## Goal of the exercise
Return every line of the entries that includes the word "Result".

(Saved entries)
//! The spatial box tree.
//!
//! A tree starts as a single leaf covering the whole event space. Leaves
//! collect events until the [`BoxController`] says they should split, at
//! which point the leaf becomes a grid box with one child leaf per cell of
//! the controller's fan-out, and its events are redistributed into them.
//!
//! Leaves can push their events into the controller's disk buffer
//! ([`BoxNode::evict`]) and read them back later; a leaf keeps its id for
//! its whole life, whether its events are in memory, buffered or on disk.
//!
//! # Example
//!
//! ```rust
//! use eventbox::controller::BoxController;
//! use eventbox::tree::{BoxNode, Extent, MdEvent};
//!
//! # fn main() -> Result<(), Box<dyn std::error::Error>> {
//! let mut controller = BoxController::new(2)?;
//! controller.set_split_into(2)?;
//! controller.set_split_threshold(4);
//!
//! let mut root = BoxNode::new_root(&mut controller, vec![Extent::new(0.0, 1.0); 2])?;
//! for i in 0..5 {
//!     let x = f64::from(i) / 5.0;
//!     root.add_event(MdEvent::lean(1.0, 1.0, vec![x, x]), &mut controller)?;
//! }
//! assert!(!root.is_leaf());
//! assert_eq!(root.children().len(), 4);
//! assert_eq!(root.n_events(), 5);
//! # Ok(())
//! # }
//! ```

use tracing::debug;

use crate::codec::EventKind;
use crate::controller::BoxController;
use crate::error::{Result, TreeError};

/// A single measurement.
#[derive(Debug, Clone, PartialEq)]
pub struct MdEvent {
    /// Weight of the event.
    pub signal: f64,
    /// Squared error of the weight.
    pub error_squared: f64,
    /// Run the event came from. Not stored for lean events.
    pub run_index: u16,
    /// Goniometer setting. Not stored for lean events.
    pub goniometer_index: u16,
    /// Detector that saw the event. Not stored for lean events.
    pub detector_id: u32,
    /// Coordinates, one per dimension.
    pub center: Vec<f64>,
}

impl MdEvent {
    /// A full event.
    pub fn new(
        signal: f64,
        error_squared: f64,
        run_index: u16,
        goniometer_index: u16,
        detector_id: u32,
        center: Vec<f64>,
    ) -> Self {
        Self {
            signal,
            error_squared,
            run_index,
            goniometer_index,
            detector_id,
            center,
        }
    }

    /// An event with weight and coordinates only.
    pub fn lean(signal: f64, error_squared: f64, center: Vec<f64>) -> Self {
        Self::new(signal, error_squared, 0, 0, 0, center)
    }

    /// Appends this event as one in-memory record of `kind`.
    pub fn write_row(&self, kind: EventKind, out: &mut Vec<f64>) {
        out.push(self.signal);
        out.push(self.error_squared);
        if kind == EventKind::MdEvent {
            out.push(f64::from(self.run_index));
            out.push(f64::from(self.goniometer_index));
            out.push(f64::from(self.detector_id));
        }
        out.extend_from_slice(&self.center);
    }

    /// Rebuilds an event from one in-memory record of `kind`.
    #[allow(clippy::cast_possible_truncation, clippy::cast_sign_loss)] // ids are stored as floats
    pub fn from_row(kind: EventKind, row: &[f64]) -> Self {
        match kind {
            EventKind::MdLeanEvent => Self::lean(row[0], row[1], row[2..].to_vec()),
            EventKind::MdEvent => Self::new(
                row[0],
                row[1],
                row[2] as u16,
                row[3] as u16,
                row[4] as u32,
                row[5..].to_vec(),
            ),
        }
    }
}

/// Half-open range `[min, max)` covered by a box in one dimension.
///
/// The upper edge of the space belongs to the last box.
#[derive(Debug, Clone, Copy, PartialEq)]
pub struct Extent {
    /// Lower bound.
    pub min: f64,
    /// Upper bound.
    pub max: f64,
}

## Solution below
//! # fn main() -> Result<(), Box<dyn std::error::Error>> {
use crate::error::{Result, TreeError};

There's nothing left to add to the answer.